But television news is too invested in looking good and acting smart to do its job. Television is like that ubiquitous clerk we've all encountered who is all too pleased to tell us he doesn't have what we're looking for. Remember him? Remember that smirk?

If television executives gave a damn about an informed public they would insist that their reporters adopt this mantra:

I don't understand what you're talking about, please explain, and please understand that if I don't understand the public won't either.

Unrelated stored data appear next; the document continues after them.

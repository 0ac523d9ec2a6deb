//! The external generative model, behind a trait.
//!
//! [`ReviewModel`] is the seam between the review pipeline and whatever
//! answers it. Two implementations ship with the crate:
//!
//! * [`GeminiModel`]: native REST client for the Generative Language API,
//!   honouring every generation parameter (temperature, top-p, top-k, max
//!   output tokens).
//! * [`ProviderModel`]: adapter over the `edgequake-llm` provider factory for
//!   other vision-capable backends.
//!
//! Tests implement the trait directly with canned answers.

pub mod gemini;
pub mod provider;

pub use gemini::GeminiModel;
pub use provider::ProviderModel;

use crate::config::ReviewConfig;
use crate::error::ReviewError;
use crate::pipeline::encode::ModelInputPart;
use async_trait::async_trait;
use serde::Serialize;
use std::sync::Arc;
use tracing::debug;

/// One element of the ordered request sequence.
#[derive(Debug, Clone, Copy, PartialEq, Eq)]
pub enum RequestItem<'a> {
    Part(&'a ModelInputPart),
    Instruction(&'a str),
}

/// A single model request: `[part₁, …, partₙ, instruction]`.
#[derive(Debug, Clone, PartialEq)]
pub struct ModelRequest {
    pub parts: Vec<ModelInputPart>,
    pub instruction: String,
}

impl ModelRequest {
    pub fn new(parts: Vec<ModelInputPart>, instruction: impl Into<String>) -> Self {
        Self {
            parts,
            instruction: instruction.into(),
        }
    }

    /// The request in submission order; the instruction is always last.
    pub fn items(&self) -> impl Iterator<Item = RequestItem<'_>> {
        self.parts
            .iter()
            .map(RequestItem::Part)
            .chain(std::iter::once(RequestItem::Instruction(self.instruction.as_str())))
    }
}

/// Text and token accounting returned by a model.
#[derive(Debug, Clone, Default, PartialEq, Eq, Serialize)]
pub struct ModelResponse {
    pub text: String,
    pub input_tokens: u64,
    pub output_tokens: u64,
}

/// A multimodal model that answers a [`ModelRequest`] with text.
#[async_trait]
pub trait ReviewModel: Send + Sync {
    /// Short provider label used in logs and errors.
    fn name(&self) -> &str;

    /// Send the request and wait for the complete answer.
    ///
    /// Implementations return a Model-kind [`ReviewError`] on transport or
    /// API failures and [`ReviewError::EmptyResponse`] when no text came back.
    async fn generate(&self, request: &ModelRequest) -> Result<ModelResponse, ReviewError>;
}

/// Resolve the model client, from most-specific to least-specific.
///
/// 1. **Pre-built client** (`config.model_client`): used as-is; this is how
///    tests inject a fake.
/// 2. **Named provider** (`config.provider_name`): routed through the
///    `edgequake-llm` factory, which reads that provider's own API key. The
///    name `gemini-native` selects the built-in client instead.
/// 3. **Native Gemini**: requires `config.api_key`.
pub fn resolve_model(config: &ReviewConfig) -> Result<Arc<dyn ReviewModel>, ReviewError> {
    if let Some(ref client) = config.model_client {
        return Ok(Arc::clone(client));
    }

    if let Some(ref name) = config.provider_name {
        if !name.eq_ignore_ascii_case(GeminiModel::PROVIDER) && !name.eq_ignore_ascii_case("gemini-native") {
            debug!("Using edgequake-llm provider '{}' ({})", name, config.model);
            return Ok(Arc::new(ProviderModel::from_factory(name, config)?));
        }
    }

    Ok(Arc::new(GeminiModel::from_config(config)?))
}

Confused? What is a derivative? What is a value added tax? How much of the national budget goes to foreign aid? What is the difference between a tax assessment and a tax valuation? Do we really have the best health care system in the world, as some politicians claim? Why are our property taxes so high? Why is the talk about too much government limited to Washington and state capitals when we know perfectly well we have regional and local overlap and duplication?

television

The list of developments and processes that go unexplained in American life is long and dangerous. A major reason is that reporters parrot what so-called experts tell them, acting as if they understand what they barely understand. This, not elegant writing, is what fundamentally distinguishes The New York Times from its peers and from television news. The Times insists that its writers understand before they attempt to convey. The Times revels in not knowing and finding out. Television revels in knowing and not finding out. In this sense, television closely resembles our educational system, which may explain a lot.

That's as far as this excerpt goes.